● **Work instruction**
If a line below contains the string "stage", copy it out.

● **Exercise inputs**
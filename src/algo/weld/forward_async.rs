//! Asynchronous parallel welding.
//!
//! Runs the same emission waves as the synchronous variant but replaces its
//! single sequential compaction scan with a chunked parallel one: the id
//! space is split into contiguous chunks, centroids are counted per chunk,
//! and a prefix sum over the counts gives every chunk a disjoint range of
//! compacted ids to assign in parallel. Only the follower averaging stays
//! single-threaded: running-mean updates do not commute, so interleaving
//! them across threads would change the result.

use nalgebra::Point3;
use rayon::prelude::*;

use crate::algo::progress::{ProgressSink, Silent};
use crate::algo::weld::Wavefront;
use crate::mesh::TriangleMesh;
use crate::spatial::SpatialIndex;

/// Weld all vertex clusters within `eps` of one another, compacting clusters
/// without a sequential centroid scan.
///
/// Cluster memberships are identical to [`weld_forward`]'s; compacted vertex
/// numbering is assigned per id chunk and may in general be a permutation of
/// the synchronous variant's. Normals and colors are discarded, as with
/// [`weld_forward`].
///
/// `index` must have been built over exactly `mesh.vertices`.
///
/// [`weld_forward`]: crate::algo::weld::weld_forward
pub fn weld_forward_async(mesh: &mut TriangleMesh, index: &SpatialIndex, eps: f64) {
    weld_forward_async_with_progress(mesh, index, eps, &Silent);
}

/// [`weld_forward_async`] with progress reporting.
pub fn weld_forward_async_with_progress(
    mesh: &mut TriangleMesh,
    index: &SpatialIndex,
    eps: f64,
    progress: &dyn ProgressSink,
) {
    let num_vertices = mesh.vertices.len();
    if num_vertices == 0 {
        return;
    }

    let wavefront = Wavefront::build(&mesh.vertices, index, eps);
    wavefront.run_waves(progress);
    let parents = wavefront.into_parents();

    let chunk_len = num_vertices.div_ceil(rayon::current_num_threads().max(1));

    // Per-chunk centroid tallies, then an exclusive prefix sum to give each
    // chunk its own disjoint range of compacted cluster ids.
    let counts: Vec<usize> = parents
        .par_chunks(chunk_len)
        .enumerate()
        .map(|(c, chunk)| {
            let base = c * chunk_len;
            chunk
                .iter()
                .enumerate()
                .filter(|&(k, &p)| p == base + k)
                .count()
        })
        .collect();
    let mut offsets = vec![0usize; counts.len() + 1];
    for (c, &count) in counts.iter().enumerate() {
        offsets[c + 1] = offsets[c] + count;
    }
    let num_clusters = offsets[counts.len()];

    // Assign compacted ids chunk by chunk; every chunk writes only its own
    // slice of the new vertex list and its own slice of the id map.
    let vertices = &mesh.vertices;
    let mut pid2ccid = vec![0usize; num_vertices];
    let mut new_vertices = vec![Point3::origin(); num_clusters];

    let mut vertex_slots: Vec<&mut [Point3<f64>]> = Vec::with_capacity(counts.len());
    let mut rest = new_vertices.as_mut_slice();
    for &count in &counts {
        let (slot, tail) = rest.split_at_mut(count);
        vertex_slots.push(slot);
        rest = tail;
    }

    pid2ccid
        .par_chunks_mut(chunk_len)
        .zip(parents.par_chunks(chunk_len))
        .zip(vertex_slots.into_par_iter())
        .enumerate()
        .for_each(|(c, ((ccid_chunk, parent_chunk), slot))| {
            let base = c * chunk_len;
            let offset = offsets[c];
            let mut local = 0;
            for (k, &p) in parent_chunk.iter().enumerate() {
                if p == base + k {
                    slot[local] = vertices[base + k];
                    ccid_chunk[k] = offset + local;
                    local += 1;
                }
            }
        });

    // Follower aggregation stays sequential: the running mean is order
    // sensitive.
    let mut cluster_sizes = vec![1usize; num_clusters];
    for (i, &p) in parents.iter().enumerate() {
        if p != i {
            let ccid = pid2ccid[p];
            let n = cluster_sizes[ccid] as f64;
            let prev = new_vertices[ccid];
            new_vertices[ccid] = prev + (vertices[i] - prev) / (n + 1.0);
            cluster_sizes[ccid] += 1;
        }
    }

    // Follower slots of pid2ccid were never filled; route every triangle
    // corner through its parent instead.
    mesh.triangles.par_iter_mut().for_each(|triangle| {
        for id in triangle.iter_mut() {
            *id = pid2ccid[parents[*id]];
        }
    });

    mesh.vertices = new_vertices;
    mesh.normals = None;
    mesh.colors = None;
}
//! Smelt CLI - parallel vertex welding for triangle meshes.
//!
//! Usage: smelt <COMMAND> [ARGS]
//!
//! Run `smelt --help` for available commands.

use std::io::Write;
use std::path::PathBuf;
use std::sync::atomic::{AtomicUsize, Ordering};
use std::time::Instant;

use clap::{Parser, Subcommand, ValueEnum};

use smelt::algo::find_epsilon::{find_epsilon_with_progress, EpsilonSearchOptions};
use smelt::algo::progress::ProgressSink;
use smelt::algo::weld::{
    weld_forward_async_with_progress, weld_forward_with_progress, weld_sequential,
};
use smelt::error::MeshError;
use smelt::io;
use smelt::spatial::SpatialIndex;

#[derive(Parser)]
#[command(name = "smelt")]
#[command(author, version, about = "Parallel vertex welding CLI", long_about = None)]
struct Cli {
    #[command(subcommand)]
    command: Commands,
}

#[derive(Subcommand)]
enum Commands {
    /// Weld all vertex clusters closer than a distance threshold
    Weld {
        /// Welding distance threshold
        eps: f64,

        /// Algorithm version: 0 = sequential, 1 = forward, 2 = forward-async
        #[arg(value_enum)]
        version: WeldVersion,

        /// Input mesh file (.ply)
        input: PathBuf,

        /// Number of worker threads
        #[arg(default_value = "1")]
        num_threads: usize,

        /// Output mesh file (.ply); the welded mesh is discarded when absent
        output: Option<PathBuf>,
    },

    /// Find the epsilon that removes a target percentage of vertices
    FindEps {
        /// Input mesh file (.ply)
        input: PathBuf,

        /// Percentage of vertices to remove, in [0, 100]
        reduction_percent: f64,

        /// Number of worker threads
        num_threads: usize,
    },

    /// Display mesh information
    Info {
        /// Input mesh file (.ply)
        input: PathBuf,
    },
}

#[derive(Copy, Clone, PartialEq, Eq, ValueEnum)]
enum WeldVersion {
    /// Single-threaded greedy baseline
    #[value(name = "0")]
    Sequential,
    /// Parallel emission waves, sequential cluster compaction
    #[value(name = "1")]
    Forward,
    /// Parallel emission waves, parallel cluster compaction
    #[value(name = "2")]
    ForwardAsync,
}

impl WeldVersion {
    fn label(self) -> &'static str {
        match self {
            WeldVersion::Sequential => "sequential",
            WeldVersion::Forward => "forward",
            WeldVersion::ForwardAsync => "forward-async",
        }
    }
}

fn main() {
    let cli = Cli::parse();

    if let Err(e) = run(cli) {
        eprintln!("Error: {}", e);
        std::process::exit(1);
    }
}

fn run(cli: Cli) -> Result<(), Box<dyn std::error::Error>> {
    match cli.command {
        Commands::Weld {
            eps,
            version,
            input,
            num_threads,
            output,
        } => {
            cmd_weld(eps, version, &input, num_threads, output.as_deref())?;
        }

        Commands::FindEps {
            input,
            reduction_percent,
            num_threads,
        } => {
            cmd_find_eps(&input, reduction_percent, num_threads)?;
        }

        Commands::Info { input } => {
            cmd_info(&input)?;
        }
    }

    Ok(())
}

fn configure_thread_pool(num_threads: usize) -> Result<(), Box<dyn std::error::Error>> {
    rayon::ThreadPoolBuilder::new()
        .num_threads(num_threads)
        .build_global()?;
    Ok(())
}

/// In-place terminal progress bar.
///
/// Redraws only when the whole-percent value advances, so duplicate reports
/// and updates arriving out of order cannot walk the bar backwards or make
/// it flicker.
struct TerminalBar {
    shown_percent: AtomicUsize,
}

impl TerminalBar {
    const WIDTH: usize = 24;

    fn new() -> Self {
        Self {
            shown_percent: AtomicUsize::new(0),
        }
    }
}

impl ProgressSink for TerminalBar {
    fn update(&self, stage: &str, completed: usize, total: usize) {
        if total == 0 {
            return;
        }
        let percent = completed.min(total) * 100 / total;
        if self.shown_percent.fetch_max(percent, Ordering::Relaxed) >= percent {
            return; // already drawn at least this far
        }

        let filled = Self::WIDTH * percent / 100;
        let mut bar = String::with_capacity(Self::WIDTH);
        for cell in 0..Self::WIDTH {
            bar.push(if cell < filled { '#' } else { '-' });
        }

        // Overwrite the current line; pad the stage so a shorter message
        // clears the remains of a longer one.
        eprint!("\r{percent:3}% [{bar}] {stage:<32}");
        let _ = std::io::stderr().flush();

        if percent == 100 {
            eprintln!();
        }
    }
}

fn cmd_weld(
    eps: f64,
    version: WeldVersion,
    input: &std::path::Path,
    num_threads: usize,
    output: Option<&std::path::Path>,
) -> Result<(), Box<dyn std::error::Error>> {
    if !(eps >= 0.0) {
        return Err(MeshError::invalid_param("eps", eps, "must be non-negative").into());
    }
    configure_thread_pool(num_threads)?;

    let mut mesh = io::load(input)?;

    println!("Configuration:");
    println!("\t-eps: {}", eps);
    println!("\t-program: {}", version.label());
    println!("\t-path to dataset: {}", input.display());
    println!("\t-number of threads: {}", num_threads);
    println!("number of original vertices: {}", mesh.num_vertices());
    println!("number of original triangles: {}", mesh.num_triangles());

    let index = SpatialIndex::build(&mesh.vertices);
    let progress = TerminalBar::new();

    let start = Instant::now();
    match version {
        WeldVersion::Sequential => weld_sequential(&mut mesh, &index, eps),
        WeldVersion::Forward => weld_forward_with_progress(&mut mesh, &index, eps, &progress),
        WeldVersion::ForwardAsync => {
            weld_forward_async_with_progress(&mut mesh, &index, eps, &progress)
        }
    }
    let elapsed = start.elapsed();

    println!("number of vertices after clustering: {}", mesh.num_vertices());
    println!("number of triangles after clustering: {}", mesh.num_triangles());
    println!("welded in {:.2?}", elapsed);

    if let Some(output) = output {
        println!("Writing the simplified mesh to: {}", output.display());
        io::save(&mesh, output)?;
    }

    Ok(())
}

fn cmd_find_eps(
    input: &std::path::Path,
    reduction_percent: f64,
    num_threads: usize,
) -> Result<(), Box<dyn std::error::Error>> {
    if !(0.0..=100.0).contains(&reduction_percent) {
        return Err(MeshError::invalid_param(
            "reduction_percent",
            reduction_percent,
            "must lie in [0, 100]",
        )
        .into());
    }
    configure_thread_pool(num_threads)?;

    let mesh = io::load(input)?;

    println!("Configuration:");
    println!("\t-path to dataset: {}", input.display());
    println!("\t-reduction rate: {}%", reduction_percent);
    println!("\t-number of threads: {}", num_threads);

    let index = SpatialIndex::build(&mesh.vertices);
    let options = EpsilonSearchOptions::default();
    let progress = TerminalBar::new();

    let result = find_epsilon_with_progress(
        &mesh,
        &index,
        reduction_percent / 100.0,
        &options,
        &progress,
    );
    eprintln!(); // terminate the progress bar line

    println!("Epsilon: {}", result?);
    Ok(())
}

fn cmd_info(input: &std::path::Path) -> Result<(), Box<dyn std::error::Error>> {
    let mesh = io::load(input)?;

    println!("File: {}", input.display());
    println!("Vertices: {}", mesh.num_vertices());
    println!("Triangles: {}", mesh.num_triangles());
    println!("Normals: {}", if mesh.normals.is_some() { "yes" } else { "no" });
    println!("Colors: {}", if mesh.colors.is_some() { "yes" } else { "no" });

    if let Some((min, max)) = mesh.bounding_box() {
        let extent = max - min;
        println!(
            "Bounding box: [{:.4}, {:.4}, {:.4}] .. [{:.4}, {:.4}, {:.4}]",
            min.x, min.y, min.z, max.x, max.y, max.z
        );
        println!(
            "Extent: {:.4} x {:.4} x {:.4}",
            extent.x, extent.y, extent.z
        );
    }

    Ok(())
}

● **Solution for this problem**
    fn update(&self, stage: &str, completed: usize, total: usize) {
        // Overwrite the current line; pad the stage so a shorter message
        eprint!("\r{percent:3}% [{bar}] {stage:<32}");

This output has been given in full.